Fast liquid chromatography method for separation of peptides using a sub-2 μm ground silica monolith packed column.

A stationary phase based on sub-2 μm ground silica monolith particles was fabricated by in situ polymerization and applied in micro-column for separation of peptides. The sub-2 μm silica particles were obtained from monolith using sol-gel process followed by grinding and sedimentation to remove the fines. Initially, the silica monolith particles were pretreated with 3-trimethoxysilyl propyl methacrylate to attach double-bonded ligands onto the surface, then a network structure was formed onto the surface of the particle using styrene, N-isopropylacrylamide, and ethylene glycoldimethacrylate.
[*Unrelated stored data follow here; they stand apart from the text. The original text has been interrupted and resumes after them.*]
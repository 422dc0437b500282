#[cfg(test)]
mod tests;

use std::{
  fmt,
  sync::{
    atomic::{AtomicU64, Ordering},
    Condvar, Mutex, MutexGuard, PoisonError,
  },
};

use deferred_core_rs::ReadWriteLock;

/// Lock that runs every closure, read or write, through one serialized FIFO channel.
///
/// Each caller takes a ticket and parks until the channel reaches it, then runs its closure on
/// its own thread. Closures therefore execute one at a time in arrival order. Reads get no
/// concurrency over writes.
///
/// Calling `with_read_lock` / `with_write_lock` on the same `QueueLock` from inside a closure
/// deadlocks: the inner call waits for a ticket that is only served after the outer closure
/// returns.
pub struct QueueLock {
  next_ticket: AtomicU64,
  serving:     Mutex<u64>,
  turn:        Condvar,
}

impl QueueLock {
  /// Creates an idle queue lock.
  #[must_use]
  pub const fn new() -> Self {
    Self { next_ticket: AtomicU64::new(0), serving: Mutex::new(0), turn: Condvar::new() }
  }

  /// Number of closures that have finished on this lock.
  #[must_use]
  pub fn completed(&self) -> u64 {
    *self.lock_serving()
  }

  fn lock_serving(&self) -> MutexGuard<'_, u64> {
    self.serving.lock().unwrap_or_else(PoisonError::into_inner)
  }

  fn run_serialized<R>(&self, f: impl FnOnce() -> R) -> R {
    let ticket = self.next_ticket.fetch_add(1, Ordering::Relaxed);
    {
      let serving = self.lock_serving();
      let _serving = self.turn.wait_while(serving, |serving| *serving != ticket).unwrap_or_else(PoisonError::into_inner);
    }
    let _advance = AdvanceOnDrop(self);
    f()
  }
}

struct AdvanceOnDrop<'a>(&'a QueueLock);

impl Drop for AdvanceOnDrop<'_> {
  fn drop(&mut self) {
    *self.0.lock_serving() += 1;
    self.0.turn.notify_all();
  }
}

impl Default for QueueLock {
  fn default() -> Self {
    Self::new()
  }
}

impl fmt::Debug for QueueLock {
  fn fmt(&self, f: &mut fmt::Formatter<'_>) -> fmt::Result {
    f.debug_struct("QueueLock")
      .field("issued", &self.next_ticket.load(Ordering::Relaxed))
      .field("completed", &self.completed())
      .finish()
  }
}

// SAFETY: tickets are unique and only the holder of the ticket being served runs, so closures
// never overlap.
unsafe impl ReadWriteLock for QueueLock {
  const NAME: &'static str = "QueueLock";

  fn new() -> Self {
    QueueLock::new()
  }

  fn with_read_lock<R>(&self, f: impl FnOnce() -> R) -> R {
    self.run_serialized(f)
  }

  fn with_write_lock<R>(&self, f: impl FnOnce() -> R) -> R {
    self.run_serialized(f)
  }
}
The effect of the flow rate of the mobile phase on the separation performance was investigated. The stationary phase was characterized by field emission scanning electron microscopy, thermogravimetry, particle size distribution, and element analysis. The resultant phase was packed in glass-lined stainless steel micro-columns (2.1 mm × 50 mm) and evaluated for fast separation. An average number of theoretical plates as high as 9800 plates/column (5.10 μm plate height) was achieved for five synthetic peptides under the optimized flow rate of 0.15 mL/min. The repeatabilities of column-to-column, intraday, and interday through relative standard deviation were found better than 4%, exhibiting satisfactory repeatability of the developed micro-column for fast separation of peptides.